EXERCISE DIRECTIONS: Report every line below that has the string "refused" in it.

EXTRACTED ENTRIES: Begin

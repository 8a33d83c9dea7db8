use super::super::RetriedStatsInfo;
use anyhow::Error as AnyError;
use assert_impl::assert_impl;
use rivet_http::{HttpStatus, ResponseError as HttpResponseError, ResponseErrorKind as HttpResponseErrorKind};
use std::{
    error::Error as StdError,
    fmt::{self, Debug, Display},
};

/// 响应异常类型
#[derive(Debug, Copy, Clone, PartialEq, Eq)]
#[non_exhaustive]
pub enum ErrorKind {
    /// 传输层错误，重试次数耗尽
    HttpError(HttpResponseErrorKind),

    /// 可重试的状态码，重试次数耗尽
    StatusCodeError(HttpStatus),

    /// 无法识别的状态码
    UnexpectedStatusCode(u16),

    /// 序列化请求载荷失败
    SerializeRequestError,

    /// 解析响应体失败
    ParseResponseError,

    /// 系统调用失败，例如工作队列拒绝了请求
    SystemCallError,
}

impl Display for ErrorKind {
    fn fmt(&self, f: &mut fmt::Formatter<'_>) -> fmt::Result {
        match self {
            Self::HttpError(kind) => write!(f, "http error: {}", kind),
            Self::StatusCodeError(status) => write!(f, "status code error: {}", status),
            Self::UnexpectedStatusCode(code) => write!(f, "unexpected status code: {}", code),
            Self::SerializeRequestError => f.write_str("serialize request error"),
            Self::ParseResponseError => f.write_str("parse response error"),
            Self::SystemCallError => f.write_str("system call error"),
        }
    }
}

impl From<HttpResponseErrorKind> for ErrorKind {
    #[inline]
    fn from(kind: HttpResponseErrorKind) -> Self {
        Self::HttpError(kind)
    }
}

/// 响应异常
///
/// 表示无法恢复的请求失败，放在 [`super::Response::exception`] 中
#[derive(Debug)]
pub struct Error {
    kind: ErrorKind,
    error: AnyError,
    url: Option<String>,
    retried: Option<RetriedStatsInfo>,
}

impl Error {
    /// 创建响应异常
    #[inline]
    pub fn new(kind: ErrorKind, err: impl Into<AnyError>) -> Self {
        Self {
            kind,
            error: err.into(),
            url: None,
            retried: None,
        }
    }

    /// 使用错误信息创建响应异常
    #[inline]
    pub fn new_with_msg(kind: ErrorKind, msg: impl Display + Debug + Send + Sync + 'static) -> Self {
        Self::new(kind, AnyError::msg(msg))
    }

    /// 设置请求 URL
    #[inline]
    #[must_use]
    pub fn url(mut self, url: Option<impl Into<String>>) -> Self {
        self.url = url.map(Into::into);
        self
    }

    /// 设置重试信息
    #[inline]
    #[must_use]
    pub fn retried(mut self, retried: &RetriedStatsInfo) -> Self {
        self.retried = Some(retried.to_owned());
        self
    }

    /// 获取响应异常类型
    #[inline]
    pub fn kind(&self) -> ErrorKind {
        self.kind
    }

    /// 获取请求 URL
    #[inline]
    pub fn request_url(&self) -> Option<&str> {
        self.url.as_deref()
    }

    /// 获取重试信息
    #[inline]
    pub fn retried_stats(&self) -> Option<&RetriedStatsInfo> {
        self.retried.as_ref()
    }

    /// 转换为内部错误
    #[inline]
    pub fn into_inner(self) -> AnyError {
        self.error
    }

    #[allow(dead_code)]
    fn assert() {
        assert_impl!(Send: Self);
        assert_impl!(Sync: Self);
    }
}

impl From<HttpResponseError> for Error {
    fn from(err: HttpResponseError) -> Self {
        let url = err.url().map(ToOwned::to_owned);
        Self {
            kind: err.kind().into(),
            url,
            error: err.into_inner(),
            retried: None,
        }
    }
}

impl Display for Error {
    fn fmt(&self, f: &mut fmt::Formatter<'_>) -> fmt::Result {
        write!(f, "[{}]", self.kind)?;
        if let Some(url) = &self.url {
            write!(f, "[{}]", url)?;
        }
        write!(f, " {}", self.error)
    }
}

impl StdError for Error {
    #[inline]
    fn source(&self) -> Option<&(dyn StdError + 'static)> {
        Some(self.error.as_ref())
    }
}

#[cfg(test)]
mod tests {
    use super::*;

    #[test]
    fn test_from_http_error() {
        let http_err = HttpResponseError::builder_with_msg(HttpResponseErrorKind::ConnectError, "refused")
            .url("http://127.0.0.1:1/")
            .build();
        let mut retried = RetriedStatsInfo::default();
        retried.increase();
        let err = Error::from(http_err).retried(&retried);
        assert_eq!(err.kind(), ErrorKind::HttpError(HttpResponseErrorKind::ConnectError));
        assert_eq!(err.request_url(), Some("http://127.0.0.1:1/"));
        assert_eq!(err.retried_stats().map(|r| r.retried_total()), Some(1));
        assert_eq!(err.to_string(), "[http error: connect error][http://127.0.0.1:1/] refused");
    }

    #[test]
    fn test_status_code_error_display() {
        let err = Error::new_with_msg(ErrorKind::StatusCodeError(HttpStatus::GatewayTimeout), "retries exhausted");
        assert_eq!(err.to_string(), "[status code error: 504 Gateway Timeout] retries exhausted");
    }
}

EXTRACTED ENTRIES: End

EXERCISE RESPONSE:
        let http_err = HttpResponseError::builder_with_msg(HttpResponseErrorKind::ConnectError, "refused")
        assert_eq!(err.to_string(), "[http error: connect error][http://127.0.0.1:1/] refused");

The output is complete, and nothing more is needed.